L'ensemble des acteurs publics (État, collectivités territoriales, assurance maladie) ont également prévu des mécanismes d'incitations financières à l'installation des professionnels de santé en zone sous-médicalisée ou menacée de l'être : exonération de taxe professionnelle, versement d'une prime à l'installation,... Ces mécanismes, pour diverses raisons (méconnaissance de leur existence, mauvaise articulation entre eux...), n'ont d'ailleurs pas, loin de là, donné des résultats à la hauteur des attentes.

Ce constat tend à démontrer que l'aspect financier, même s'il ne faut pas le négliger, n'est pas le seul paramètre qui intervient dans le choix de leur lieu d'exercice par les professionnels. D'ailleurs, s'il en était ainsi, la désertification médicale se résorberait quasiment d'elle-même puisque la perspective d'une clientèle abondante (du fait d'une demande de soins largement excédentaire par rapport à l'offre) suffirait alors à convaincre les intéressés de s'installer en zone sous-médicalisée.

C'est pourquoi votre Délégation a exclu de faire reposer sur un pilier financier ses propositions pour renforcer la lutte contre la désertification médicale. Ses recommandations ont été dictées par un triple souci :

- essayer d'apporter des réponses aux aspirations qui sont aujourd'hui celles des professionnels (temps libre, emploi du conjoint, rentabilité...) ;

- prendre en considération les évolutions (technologiques, sociologiques, économiques...) du contexte dans lequel s'exercent aujourd'hui les professions médicales pour s'efforcer d'en maximiser les effets positifs ;

- refuser la logique des frontières strictes entre les acteurs : frontières territoriales, puisqu'il serait aberrant de considérer que la protection de la santé d'un citoyen puisse être moins bien assurée dans une collectivité que dans une autre ; frontières sectorielles, aussi, puisque, comme on l'a vu, la santé est l'affaire de tous et constitue un objectif d'intérêt général incompatible avec la logique des « domaines réservés ».

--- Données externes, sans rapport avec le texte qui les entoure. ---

use cmdkit_core::{Deferred, EventChannel};
use std::sync::atomic::{AtomicUsize, Ordering};
use std::sync::{Arc, Barrier};
use std::time::Duration;

#[test]
fn concurrent_settlers_produce_single_outcome() {
    let deferred: Deferred<String> = Deferred::new();
    let channel: Arc<EventChannel<Result<(), String>>> = Arc::new(EventChannel::new());
    let events = Arc::new(AtomicUsize::new(0));
    {
        let events = events.clone();
        channel.listen(move |_| {
            events.fetch_add(1, Ordering::SeqCst);
        });
    }
    {
        // 落定时向通道广播一次结果
        let channel = channel.clone();
        deferred.on_settled(move |outcome| channel.trigger(outcome));
    }

    let barrier = Arc::new(Barrier::new(8));
    let threads: Vec<_> = (0..8)
        .map(|i| {
            let deferred = deferred.clone();
            let barrier = barrier.clone();
            std::thread::spawn(move || {
                barrier.wait();
                if i % 2 == 0 {
                    deferred.resolve()
                } else {
                    deferred.reject(format!("settler-{i}"))
                }
            })
        })
        .collect();

    let winners = threads
        .into_iter()
        .map(|t| t.join().unwrap())
        .filter(|won| *won)
        .count();

    assert_eq!(winners, 1);
    assert_eq!(events.load(Ordering::SeqCst), 1);
    assert!(deferred.is_settled());
}

#[tokio::test(flavor = "multi_thread", worker_threads = 2)]
async fn many_waiters_observe_the_same_rejection() -> anyhow::Result<()> {
    let deferred: Deferred<String> = Deferred::new();

    let mut waiters = tokio::task::JoinSet::new();
    for _ in 0..16 {
        let deferred = deferred.clone();
        waiters.spawn(async move { deferred.settled().await });
    }

    tokio::time::sleep(Duration::from_millis(20)).await;
    deferred.reject("fatal".into());
    deferred.resolve();

    while let Some(res) = waiters.join_next().await {
        assert_eq!(res?, Err("fatal".to_string()));
    }
    Ok(())
}
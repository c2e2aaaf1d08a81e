use cmdkit_core::error::RegistryError;
use std::any::Any;
use std::time::Duration;

/// 错误大类：用于在不关心具体变体时做粗粒度匹配
#[derive(Debug, Clone, Copy, PartialEq, Eq)]
pub enum ErrorKind {
    /// 无法找到可执行的处理器（空命令或未注册）
    NoHandler,
    /// 处理器或分发过程异常（空处理器、重复落定、超时、panic 等）
    BadHandler,
    /// 依赖绑定失败
    Binding,
    /// 处理器自身返回的业务错误
    Handler,
}

#[non_exhaustive]
#[derive(thiserror::Error, Debug, Clone, PartialEq, Eq)]
pub enum CommandError {
    #[error("no command handler for nil")]
    NilCommand,

    #[error("no command handler found for type: {command}")]
    NoHandler { command: &'static str },

    #[error("nil is not a valid command handler")]
    NilHandler,

    #[error("unable to lock command for update: already settled")]
    AlreadySettled,

    #[error("timeout after {} ms running command {command}", .after.as_millis())]
    Timeout {
        command: &'static str,
        after: Duration,
    },

    #[error("unknown failure to execute task: {message}")]
    Panicked { message: String },

    #[error("type mismatch: expected={expected}, found={found}")]
    TypeMismatch {
        expected: &'static str,
        found: &'static str,
    },

    #[error("no tokio runtime available to drive commands")]
    NoRuntime,

    #[error("binding: {0}")]
    Binding(#[from] RegistryError),

    #[error("validation: {0}")]
    Validation(String),

    #[error("authorization: {0}")]
    Authorization(String),

    #[error("infra: {0}")]
    Infra(String),

    #[error("handler failed: handler={handler}, reason={reason}")]
    Handler {
        handler: &'static str,
        reason: String,
    },
}

impl CommandError {
    pub fn kind(&self) -> ErrorKind {
        match self {
            Self::NilCommand | Self::NoHandler { .. } => ErrorKind::NoHandler,
            Self::NilHandler
            | Self::AlreadySettled
            | Self::Timeout { .. }
            | Self::Panicked { .. }
            | Self::TypeMismatch { .. }
            | Self::NoRuntime => ErrorKind::BadHandler,
            Self::Binding(_) => ErrorKind::Binding,
            Self::Validation(_)
            | Self::Authorization(_)
            | Self::Infra(_)
            | Self::Handler { .. } => ErrorKind::Handler,
        }
    }

    pub fn is_timeout(&self) -> bool {
        matches!(self, Self::Timeout { .. })
    }

    /// 将 panic 负载转换为错误：
    /// 负载本身是 `CommandError` 时原样返回，字符串负载包装为 `Panicked`。
    pub(crate) fn from_panic(payload: Box<dyn Any + Send>) -> Self {
        let payload = match payload.downcast::<CommandError>() {
            Ok(err) => return *err,
            Err(other) => other,
        };

        let message = if let Some(s) = payload.downcast_ref::<&str>() {
            (*s).to_string()
        } else if let Some(s) = payload.downcast_ref::<String>() {
            s.clone()
        } else {
            "unknown panic payload".to_string()
        };

        Self::Panicked { message }
    }
}

pub type CommandResult<T> = Result<T, CommandError>;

Dans cette optique, votre Délégation considère que la lutte contre la désertification médicale passe par le respect de deux impératifs : partenariat et complémentarité. Plutôt que d'opposer vainement le rôle de l'État et celui des collectivités territoriales, il y a lieu de réfléchir, à la fois, aux initiatives que pourrait prendre l'État pour aider les collectivités territoriales à disposer d'une offre de soins adaptée à la demande et aux initiatives que pourraient prendre les collectivités territoriales pour accompagner les actions impulsées par l'État. Le binôme État/collectivités territoriales, en effet, ne saurait agir « en sens unique » : le premier trouve souvent auprès des secondes un complément des plus utiles dans la conduite de sa politique de santé et il n'hésite d'ailleurs pas à les solliciter formellement, comme on l'a mentionné à propos de la campagne de vaccination de la grippe H1N1 ; inversement, les collectivités territoriales doivent, en matière de santé comme dans d'autres domaines, pouvoir s'appuyer sur l'État et trouver auprès de lui des soutiens qui ne sont pas forcément d'ordre financier.

Quant aux solutions de fond que propose votre Délégation pour lutter contre la désertification médicale, elles sont de deux ordres : les unes tendent à augmenter le nombre de professionnels exerçant dans les zones fragiles ; les autres tendent à faire en sorte que le temps médical, en particulier dans les zones fragiles, soit utilisé au mieux afin qu'un même professionnel dispense demain davantage de soins qu'aujourd'hui (et à une qualité évidemment au moins identique).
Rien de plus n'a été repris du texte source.